WHAT TO DO.
The records appear below. Copy each one exactly.

SOURCE MATERIAL.

########################################

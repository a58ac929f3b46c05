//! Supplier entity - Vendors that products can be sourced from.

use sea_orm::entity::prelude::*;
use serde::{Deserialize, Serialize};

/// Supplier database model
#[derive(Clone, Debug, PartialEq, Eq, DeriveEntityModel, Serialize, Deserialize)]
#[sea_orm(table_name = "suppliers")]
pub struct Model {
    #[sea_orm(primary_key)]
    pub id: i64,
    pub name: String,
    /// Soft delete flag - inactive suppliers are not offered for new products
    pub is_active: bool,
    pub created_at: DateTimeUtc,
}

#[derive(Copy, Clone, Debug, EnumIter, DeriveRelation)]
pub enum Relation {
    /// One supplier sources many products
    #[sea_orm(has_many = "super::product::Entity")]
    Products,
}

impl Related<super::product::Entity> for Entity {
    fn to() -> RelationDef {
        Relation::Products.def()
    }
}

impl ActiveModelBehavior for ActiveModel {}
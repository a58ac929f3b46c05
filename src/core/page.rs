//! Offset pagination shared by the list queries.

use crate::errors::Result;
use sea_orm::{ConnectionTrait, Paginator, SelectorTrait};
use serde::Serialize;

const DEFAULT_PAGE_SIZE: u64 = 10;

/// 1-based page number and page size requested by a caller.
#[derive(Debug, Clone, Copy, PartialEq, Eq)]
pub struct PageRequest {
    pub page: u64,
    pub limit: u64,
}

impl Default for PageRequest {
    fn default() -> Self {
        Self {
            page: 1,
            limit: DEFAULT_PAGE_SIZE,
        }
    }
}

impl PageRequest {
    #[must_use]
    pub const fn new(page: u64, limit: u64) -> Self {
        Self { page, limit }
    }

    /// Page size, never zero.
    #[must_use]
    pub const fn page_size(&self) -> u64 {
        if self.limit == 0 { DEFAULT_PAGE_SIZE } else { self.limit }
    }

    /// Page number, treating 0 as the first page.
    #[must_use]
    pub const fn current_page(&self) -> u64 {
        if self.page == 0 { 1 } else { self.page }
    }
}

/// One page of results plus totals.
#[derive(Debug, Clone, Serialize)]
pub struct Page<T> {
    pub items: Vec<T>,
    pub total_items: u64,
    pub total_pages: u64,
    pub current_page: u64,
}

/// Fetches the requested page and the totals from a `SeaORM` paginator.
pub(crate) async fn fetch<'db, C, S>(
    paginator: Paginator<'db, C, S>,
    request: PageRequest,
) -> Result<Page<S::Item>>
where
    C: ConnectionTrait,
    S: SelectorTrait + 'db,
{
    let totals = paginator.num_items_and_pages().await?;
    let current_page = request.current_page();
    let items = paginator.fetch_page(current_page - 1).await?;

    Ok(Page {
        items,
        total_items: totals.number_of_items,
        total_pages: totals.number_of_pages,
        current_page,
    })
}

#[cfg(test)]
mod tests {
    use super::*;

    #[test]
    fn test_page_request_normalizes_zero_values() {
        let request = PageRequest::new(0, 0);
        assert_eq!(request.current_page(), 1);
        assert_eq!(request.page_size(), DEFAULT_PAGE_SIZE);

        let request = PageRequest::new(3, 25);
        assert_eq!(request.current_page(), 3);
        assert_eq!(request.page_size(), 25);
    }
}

########################################

RESPONSE FOR THIS EXERCISE.
repository a58ac929f3b46c05
//! Supplier entity - Vendors that products can be sourced from.

use sea_orm::entity::prelude::*;
use serde::{Deserialize, Serialize};

/// Supplier database model
#[derive(Clone, Debug, PartialEq, Eq, DeriveEntityModel, Serialize, Deserialize)]
#[sea_orm(table_name = "suppliers")]
pub struct Model {
    #[sea_orm(primary_key)]
    pub id: i64,
    pub name: String,
    /// Soft delete flag - inactive suppliers are not offered for new products
    pub is_active: bool,
    pub created_at: DateTimeUtc,
}

#[derive(Copy, Clone, Debug, EnumIter, DeriveRelation)]
pub enum Relation {
    /// One supplier sources many products
    #[sea_orm(has_many = "super::product::Entity")]
    Products,
}

impl Related<super::product::Entity> for Entity {
    fn to() -> RelationDef {
        Relation::Products.def()
    }
}

impl ActiveModelBehavior for ActiveModel {}
repository a58ac929f3b46c05
filename src/core/page.rs
//! Offset pagination shared by the list queries.

use crate::errors::Result;
use sea_orm::{ConnectionTrait, Paginator, SelectorTrait};
use serde::Serialize;

const DEFAULT_PAGE_SIZE: u64 = 10;

/// 1-based page number and page size requested by a caller.
#[derive(Debug, Clone, Copy, PartialEq, Eq)]
pub struct PageRequest {
    pub page: u64,
    pub limit: u64,
}

impl Default for PageRequest {
    fn default() -> Self {
        Self {
            page: 1,
            limit: DEFAULT_PAGE_SIZE,
        }
    }
}

impl PageRequest {
    #[must_use]
    pub const fn new(page: u64, limit: u64) -> Self {
        Self { page, limit }
    }

    /// Page size, never zero.
    #[must_use]
    pub const fn page_size(&self) -> u64 {
        if self.limit == 0 { DEFAULT_PAGE_SIZE } else { self.limit }
    }

    /// Page number, treating 0 as the first page.
    #[must_use]
    pub const fn current_page(&self) -> u64 {
        if self.page == 0 { 1 } else { self.page }
    }
}

/// One page of results plus totals.
#[derive(Debug, Clone, Serialize)]
pub struct Page<T> {
    pub items: Vec<T>,
    pub total_items: u64,
    pub total_pages: u64,
    pub current_page: u64,
}

/// Fetches the requested page and the totals from a `SeaORM` paginator.
pub(crate) async fn fetch<'db, C, S>(
    paginator: Paginator<'db, C, S>,
    request: PageRequest,
) -> Result<Page<S::Item>>
where
    C: ConnectionTrait,
    S: SelectorTrait + 'db,
{
    let totals = paginator.num_items_and_pages().await?;
    let current_page = request.current_page();
    let items = paginator.fetch_page(current_page - 1).await?;

    Ok(Page {
        items,
        total_items: totals.number_of_items,
        total_pages: totals.number_of_pages,
        current_page,
    })
}

#[cfg(test)]
mod tests {
    use super::*;

    #[test]
    fn test_page_request_normalizes_zero_values() {
        let request = PageRequest::new(0, 0);
        assert_eq!(request.current_page(), 1);
        assert_eq!(request.page_size(), DEFAULT_PAGE_SIZE);

        let request = PageRequest::new(3, 25);
        assert_eq!(request.current_page(), 3);
        assert_eq!(request.page_size(), 25);
    }
}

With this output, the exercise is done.